A US Marine ID crew member died in a warplane crash in Japan

TOKYO – US Marines have identified a fighter pilot who died after his plane collided with a refueling plane while training off the coast of Japan, leaving five more Marines missing and one rescued.

Two pilots were flying an F / A-18 Hornet that collided with a KC-130 Hercules around 2 am Thursday. The other pilot was saved and the crew of the refueling plane disappeared.

The Marine Corps identified the deceased crew member as Captain Jahmar Resilard, 28, of Miramar, Florida. He served with Marine All Weather Fighter 242 Attack Squadron, stationed at the Iwakuni Marine Corps Air Base in Yamaguchi, Japan.

"The bats are deeply saddened by the loss of Captain Jahmar Resilard. He was an efficient and dedicated leader who loved the Marines and other fighter pilots with passion, "said Lt. Col. James Compton, squadron commander, in a statement.

"His warm and charismatic nature has brought us closer and he will be sorely missed," he added.

The Marines said the two planes were involved in routine training, including in – flight refueling, but that they were still investigating the causes of the accident.

President Donald Trump tweeted that his thoughts and prayers were with the members of the Marine Corps crew involved in the collision. He thanked US forces in Japan for their "immediate relief and relief efforts" and said, "Whatever your needs, we are here for you."

The accident is the latest in a recent series of accidents involving the US military deployed in Japan and nearby.

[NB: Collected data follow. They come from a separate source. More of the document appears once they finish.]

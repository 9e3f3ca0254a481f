use bytes::Bytes;
use ffmpeg_next::Rational;

/// One compressed unit on its way from an encoder to the container.
#[derive(Debug, Clone, PartialEq)]
pub struct EncodedPacket {
    pub data: Bytes,
    pub pts: i64,
    pub dts: i64,
    pub duration: i64,
    pub is_key: bool,
    pub stream_index: usize,
    pub time_base: Rational,
}

impl EncodedPacket {
    pub fn new(data: impl Into<Bytes>, pts: i64, time_base: Rational) -> Self {
        Self {
            data: data.into(),
            pts,
            dts: pts,
            duration: 0,
            is_key: false,
            stream_index: 0,
            time_base,
        }
    }

    pub fn size(&self) -> usize {
        self.data.len()
    }

    /// End of the unit on its stream timeline.
    pub fn end(&self) -> i64 {
        self.pts + self.duration
    }

    /// Copies an encoder packet out of FFmpeg. Returns None when the packet
    /// carries neither pts nor dts.
    pub fn from_ffmpeg(packet: &ffmpeg_next::Packet, time_base: Rational) -> Option<Self> {
        let pts = packet.pts().or(packet.dts())?;
        let dts = packet.dts().unwrap_or(pts);
        Some(Self {
            data: packet
                .data()
                .map(Bytes::copy_from_slice)
                .unwrap_or_default(),
            pts,
            dts,
            duration: packet.duration(),
            is_key: packet.is_key(),
            stream_index: packet.stream(),
            time_base,
        })
    }

    pub fn to_ffmpeg(&self) -> ffmpeg_next::Packet {
        let mut packet = ffmpeg_next::Packet::copy(&self.data);
        packet.set_pts(Some(self.pts));
        packet.set_dts(Some(self.dts));
        packet.set_duration(self.duration);
        packet.set_stream(self.stream_index);
        packet.set_position(-1);
        if self.is_key {
            packet.set_flags(ffmpeg_next::codec::packet::Flags::KEY);
        }
        packet
    }
}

Last month, an US F / A-18 Hornet from the USS Ronald Reagan aircraft carrier crashed into the sea, southwest of Okinawa Island, in southern Japan, although its two pilots were saved safely. In mid-October, a Ronald Reagan-owned MH-60 Seahawk crashed off the Philippine Sea shortly after takeoff, causing non-fatal wounds to a dozen sailors.

More than 50,000 US troops are based in Japan as part of a bilateral security pact.


Follow Mari Yamaguchi on Twitter at

Copyright 2018 The Associated Press. All rights reserved. This material may not be published, disseminated, rewritten or redistributed.


Post Comment

This site uses Akismet to reduce spam. Learn how your comment data is processed.